### Task brief
Below are entries to examine: work out how many lines contain the word "shifts", and give only that number.

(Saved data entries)
------------------------------------------------

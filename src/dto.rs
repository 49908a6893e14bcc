//! Wire DTOs for the `/optimize` request and response.
//!
//! Field-name casing is normative (see SPEC_FULL.md §6): the top-level
//! request/response envelopes and `Employee` are camelCase; `Shift` and
//! `ExistingAssignment` are snake_case, matching the original service.

use std::collections::HashSet;

use chrono::{DateTime, Utc};
use serde::{Deserialize, Serialize};

use crate::domain::{
    AssignmentStatus, Constraint, ConstraintKind, Employee, ExistingAssignment, Objective,
    OptimizationOptions, OptimizationRequest, Shift, Skill,
};
use crate::error::OptimizeError;
use crate::solution::Solution;

// ============================================================================
// Required-skills: accepted in three shapes, normalized to a name set.
// ============================================================================

#[derive(Debug, Clone, Deserialize)]
#[serde(untagged)]
enum RequiredSkillsDto {
    Names(Vec<String>),
    Objects(Vec<SkillNameObject>),
    Map(std::collections::HashMap<String, bool>),
}

#[derive(Debug, Clone, Deserialize)]
struct SkillNameObject {
    name: String,
}

impl RequiredSkillsDto {
    fn into_names(self) -> HashSet<String> {
        match self {
            RequiredSkillsDto::Names(names) => names.into_iter().collect(),
            RequiredSkillsDto::Objects(objs) => objs.into_iter().map(|o| o.name).collect(),
            RequiredSkillsDto::Map(map) => map
                .into_iter()
                .filter(|(_, truthy)| *truthy)
                .map(|(name, _)| name)
                .collect(),
        }
    }
}

// ============================================================================
// Employee
// ============================================================================

#[derive(Debug, Clone, Deserialize)]
struct SkillDto {
    name: String,
    #[serde(default)]
    level: Option<String>,
}

#[derive(Debug, Clone, Deserialize)]
#[serde(rename_all = "camelCase")]
pub struct EmployeeDto {
    pub id: String,
    pub name: String,
    pub email: String,
    #[serde(default)]
    skills: Option<Vec<SkillDto>>,
    /// Opaque; accepted but not interpreted by the core.
    #[serde(default)]
    #[allow(dead_code)]
    availability_pattern: Option<serde_json::Value>,
    #[serde(default)]
    #[allow(dead_code)]
    metadata: Option<serde_json::Value>,
}

impl EmployeeDto {
    fn into_domain(self) -> Employee {
        let skills = self
            .skills
            .unwrap_or_default()
            .into_iter()
            .map(|s| Skill {
                name: s.name,
                level: s.level,
            })
            .collect();
        Employee::new(self.id, self.name, self.email, skills)
    }
}

// ============================================================================
// Shift
// ============================================================================

#[derive(Debug, Clone, Deserialize)]
pub struct ShiftDto {
    pub id: String,
    pub department_id: String,
    #[serde(default)]
    required_skills: Option<RequiredSkillsDto>,
    pub min_staffing: u32,
    pub max_staffing: u32,
    pub start_time: DateTime<Utc>,
    pub end_time: DateTime<Utc>,
    #[serde(default)]
    #[allow(dead_code)]
    metadata: Option<serde_json::Value>,
}

impl ShiftDto {
    fn into_domain(self) -> Result<Shift, OptimizeError> {
        let required_skills = self
            .required_skills
            .map(RequiredSkillsDto::into_names)
            .unwrap_or_default();
        Shift::new(
            self.id,
            self.department_id,
            required_skills,
            self.min_staffing,
            self.max_staffing,
            self.start_time,
            self.end_time,
        )
    }
}

// ============================================================================
// ExistingAssignment (currentSchedules)
// ============================================================================

#[derive(Debug, Clone, Deserialize)]
pub struct ExistingAssignmentDto {
    pub id: String,
    pub employee_id: String,
    pub shift_id: String,
    pub start_time: DateTime<Utc>,
    pub end_time: DateTime<Utc>,
    pub status: String,
}

impl ExistingAssignmentDto {
    fn into_domain(self) -> Result<ExistingAssignment, OptimizeError> {
        let status = match self.status.as_str() {
            "confirmed" => AssignmentStatus::Confirmed,
            "tentative" => AssignmentStatus::Tentative,
            "conflict" => AssignmentStatus::Conflict,
            other => {
                return Err(OptimizeError::InvalidRequest {
                    reason: format!("unknown assignment status '{other}'"),
                })
            }
        };
        Ok(ExistingAssignment {
            id: self.id,
            employee_id: self.employee_id,
            shift_id: self.shift_id,
            start_time: self.start_time,
            end_time: self.end_time,
            status,
        })
    }
}

// ============================================================================
// Constraint
// ============================================================================

#[derive(Debug, Clone, Deserialize)]
pub struct ConstraintDto {
    pub id: String,
    #[serde(rename = "type")]
    pub type_name: String,
    #[serde(default)]
    pub rules: serde_json::Map<String, serde_json::Value>,
    #[serde(default)]
    pub priority: u32,
    #[serde(default = "default_true")]
    pub active: bool,
}

fn default_true() -> bool {
    true
}

impl ConstraintDto {
    fn into_domain(self) -> Constraint {
        let kind = match self.type_name.as_str() {
            "max_hours" => {
                let max_hours = self
                    .rules
                    .get("maxHours")
                    .and_then(|v| v.as_f64())
                    .unwrap_or(40.0);
                let period_in_days = self
                    .rules
                    .get("periodInDays")
                    .and_then(|v| v.as_u64())
                    .unwrap_or(7) as u32;
                ConstraintKind::MaxHours {
                    max_hours,
                    period_in_days,
                }
            }
            "min_rest" => {
                let min_rest_hours = self
                    .rules
                    .get("minRestHours")
                    .and_then(|v| v.as_f64())
                    .unwrap_or(8.0);
                ConstraintKind::MinRest { min_rest_hours }
            }
            "fair_distribution" => ConstraintKind::FairDistribution,
            other => ConstraintKind::Unknown {
                type_name: other.to_string(),
            },
        };
        Constraint {
            id: self.id,
            kind,
            priority: self.priority,
            active: self.active,
        }
    }
}

// ============================================================================
// Options
// ============================================================================

#[derive(Debug, Clone, Deserialize)]
#[serde(rename_all = "camelCase")]
pub struct OptimizationOptionsDto {
    #[serde(default)]
    pub objective: Option<String>,
    #[serde(default)]
    pub allow_overtime: bool,
    #[serde(default)]
    pub max_optimization_time: Option<u32>,
    #[serde(default)]
    pub solution_count: Option<u32>,
}

impl OptimizationOptionsDto {
    fn into_domain(self) -> Result<OptimizationOptions, OptimizeError> {
        let objective = match self.objective.as_deref() {
            None | Some("balance") => Objective::Balance,
            Some("minimize_cost") => Objective::MinimizeCost,
            Some("maximize_fairness") => Objective::MaximizeFairness,
            Some(other) => {
                return Err(OptimizeError::InvalidRequest {
                    reason: format!("unknown objective '{other}'"),
                })
            }
        };
        let max_optimization_time = self.max_optimization_time.unwrap_or(30);
        if !(1..=300).contains(&max_optimization_time) {
            return Err(OptimizeError::InvalidRequest {
                reason: "maxOptimizationTime must be in [1,300]".to_string(),
            });
        }
        let solution_count = self.solution_count.unwrap_or(3);
        if !(1..=10).contains(&solution_count) {
            return Err(OptimizeError::InvalidRequest {
                reason: "solutionCount must be in [1,10]".to_string(),
            });
        }
        Ok(OptimizationOptions {
            objective,
            allow_overtime: self.allow_overtime,
            max_optimization_time,
            solution_count,
        })
    }
}

// ============================================================================
// Request envelope
// ============================================================================

#[derive(Debug, Clone, Deserialize)]
#[serde(rename_all = "camelCase")]
pub struct OptimizationRequestDto {
    pub employees: Vec<EmployeeDto>,
    pub shifts: Vec<ShiftDto>,
    #[serde(default)]
    pub constraints: Vec<ConstraintDto>,
    #[serde(default)]
    pub current_schedules: Vec<ExistingAssignmentDto>,
    pub start_date: DateTime<Utc>,
    pub end_date: DateTime<Utc>,
    #[serde(default)]
    pub options: Option<OptimizationOptionsDto>,
}

impl OptimizationRequestDto {
    pub fn into_domain(self) -> Result<OptimizationRequest, OptimizeError> {
        let employees = self
            .employees
            .into_iter()
            .map(EmployeeDto::into_domain)
            .collect();
        let shifts = self
            .shifts
            .into_iter()
            .map(ShiftDto::into_domain)
            .collect::<Result<Vec<_>, _>>()?;
        let constraints = self
            .constraints
            .into_iter()
            .map(ConstraintDto::into_domain)
            .collect();
        let current_schedules = self
            .current_schedules
            .into_iter()
            .map(ExistingAssignmentDto::into_domain)
            .collect::<Result<Vec<_>, _>>()?;
        let options = self
            .options
            .map(OptimizationOptionsDto::into_domain)
            .transpose()?
            .unwrap_or_default();

        if self.start_date >= self.end_date {
            return Err(OptimizeError::InvalidRequest {
                reason: "startDate must be before endDate".to_string(),
            });
        }

        Ok(OptimizationRequest {
            employees,
            shifts,
            constraints,
            current_schedules,
            start_date: self.start_date,
            end_date: self.end_date,
            options,
        })
    }
}

// ============================================================================
// Response envelope
// ============================================================================

#[derive(Debug, Clone, Serialize)]
#[serde(rename_all = "camelCase")]
pub struct AssignmentDto {
    pub employee_id: String,
    pub shift_id: String,
    pub start_time: DateTime<Utc>,
    pub end_time: DateTime<Utc>,
}

#[derive(Debug, Clone, Serialize)]
#[serde(rename_all = "camelCase")]
pub struct MetricsDto {
    pub total_cost: f64,
    pub fairness_score: f64,
    pub constraint_violations: u32,
    pub coverage: f64,
}

#[derive(Debug, Clone, Serialize)]
pub struct SolutionDto {
    pub id: String,
    pub score: f64,
    pub assignments: Vec<AssignmentDto>,
    pub metrics: MetricsDto,
    #[serde(rename = "solveTime")]
    pub solve_time: f64,
}

#[derive(Debug, Clone, Copy, PartialEq, Eq, Serialize)]
#[serde(rename_all = "lowercase")]
pub enum OptimizationStatus {
    Completed,
    Failed,
}

#[derive(Debug, Clone, Serialize)]
#[serde(rename_all = "camelCase")]
pub struct OptimizationResponseDto {
    pub optimization_id: String,
    pub status: OptimizationStatus,
    pub solutions: Vec<SolutionDto>,
    pub total_solve_time: f64,
    pub message: String,
}

impl From<&Solution> for SolutionDto {
    fn from(solution: &Solution) -> Self {
        SolutionDto {
            id: solution.id.clone(),
            score: solution.score,
            assignments: solution
                .assignments
                .iter()
                .map(|a| AssignmentDto {
                    employee_id: a.employee_id.clone(),
                    shift_id: a.shift_id.clone(),
                    start_time: a.start_time,
                    end_time: a.end_time,
                })
                .collect(),
            metrics: MetricsDto {
                total_cost: solution.metrics.total_cost,
                fairness_score: solution.metrics.fairness_score,
                constraint_violations: solution.metrics.constraint_violations,
                coverage: solution.metrics.coverage,
            },
            solve_time: solution.solve_time_ms,
        }
    }
}

#[cfg(test)]
mod tests {
    use super::*;

    #[test]
    fn required_skills_accepts_name_list() {
        let dto: RequiredSkillsDto = serde_json::from_str(r#"["nursing","cpr"]"#).unwrap();
        let names = dto.into_names();
        assert!(names.contains("nursing"));
        assert!(names.contains("cpr"));
    }

    #[test]
    fn required_skills_accepts_object_list() {
        let dto: RequiredSkillsDto =
            serde_json::from_str(r#"[{"name":"nursing"},{"name":"cpr"}]"#).unwrap();
        let names = dto.into_names();
        assert!(names.contains("nursing"));
        assert!(names.contains("cpr"));
    }

    #[test]
    fn required_skills_accepts_truthy_map() {
        let dto: RequiredSkillsDto =
            serde_json::from_str(r#"{"nursing":true,"cpr":false}"#).unwrap();
        let names = dto.into_names();
        assert!(names.contains("nursing"));
        assert!(!names.contains("cpr"));
    }

    #[test]
    fn shift_dto_rejects_inverted_staffing() {
        let json = r#"{
            "id":"shift-1","department_id":"dept-1","min_staffing":3,"max_staffing":1,
            "start_time":"2024-01-01T09:00:00Z","end_time":"2024-01-01T17:00:00Z"
        }"#;
        let dto: ShiftDto = serde_json::from_str(json).unwrap();
        assert!(dto.into_domain().is_err());
    }
}
//! Error types for the optimization service.
//!
//! `status=failed` outcomes (empty window, infeasible model) are NOT errors
//! - they are ordinary `Ok` results of the facade carrying that status.
//! `OptimizeError` is reserved for request-shape problems and unexpected
//! solver failures, the only two cases that cross the HTTP boundary as
//! non-200 responses.

use axum::http::StatusCode;
use axum::response::{IntoResponse, Response};
use axum::Json;
use serde::Serialize;
use thiserror::Error;

#[derive(Debug, Error)]
pub enum OptimizeError {
    #[error("shift {id}: {reason}")]
    InvalidShift { id: String, reason: String },

    #[error("request: {reason}")]
    InvalidRequest { reason: String },

    #[error("solver failure: {0}")]
    Solver(String),
}

#[derive(Debug, Serialize)]
struct ErrorBody {
    detail: String,
}

impl IntoResponse for OptimizeError {
    fn into_response(self) -> Response {
        let status = match &self {
            OptimizeError::InvalidShift { .. } | OptimizeError::InvalidRequest { .. } => {
                StatusCode::UNPROCESSABLE_ENTITY
            }
            OptimizeError::Solver(_) => StatusCode::INTERNAL_SERVER_ERROR,
        };
        let body = ErrorBody {
            detail: self.to_string(),
        };
        (status, Json(body)).into_response()
    }
}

------------------------------------------------

### Result of the task
4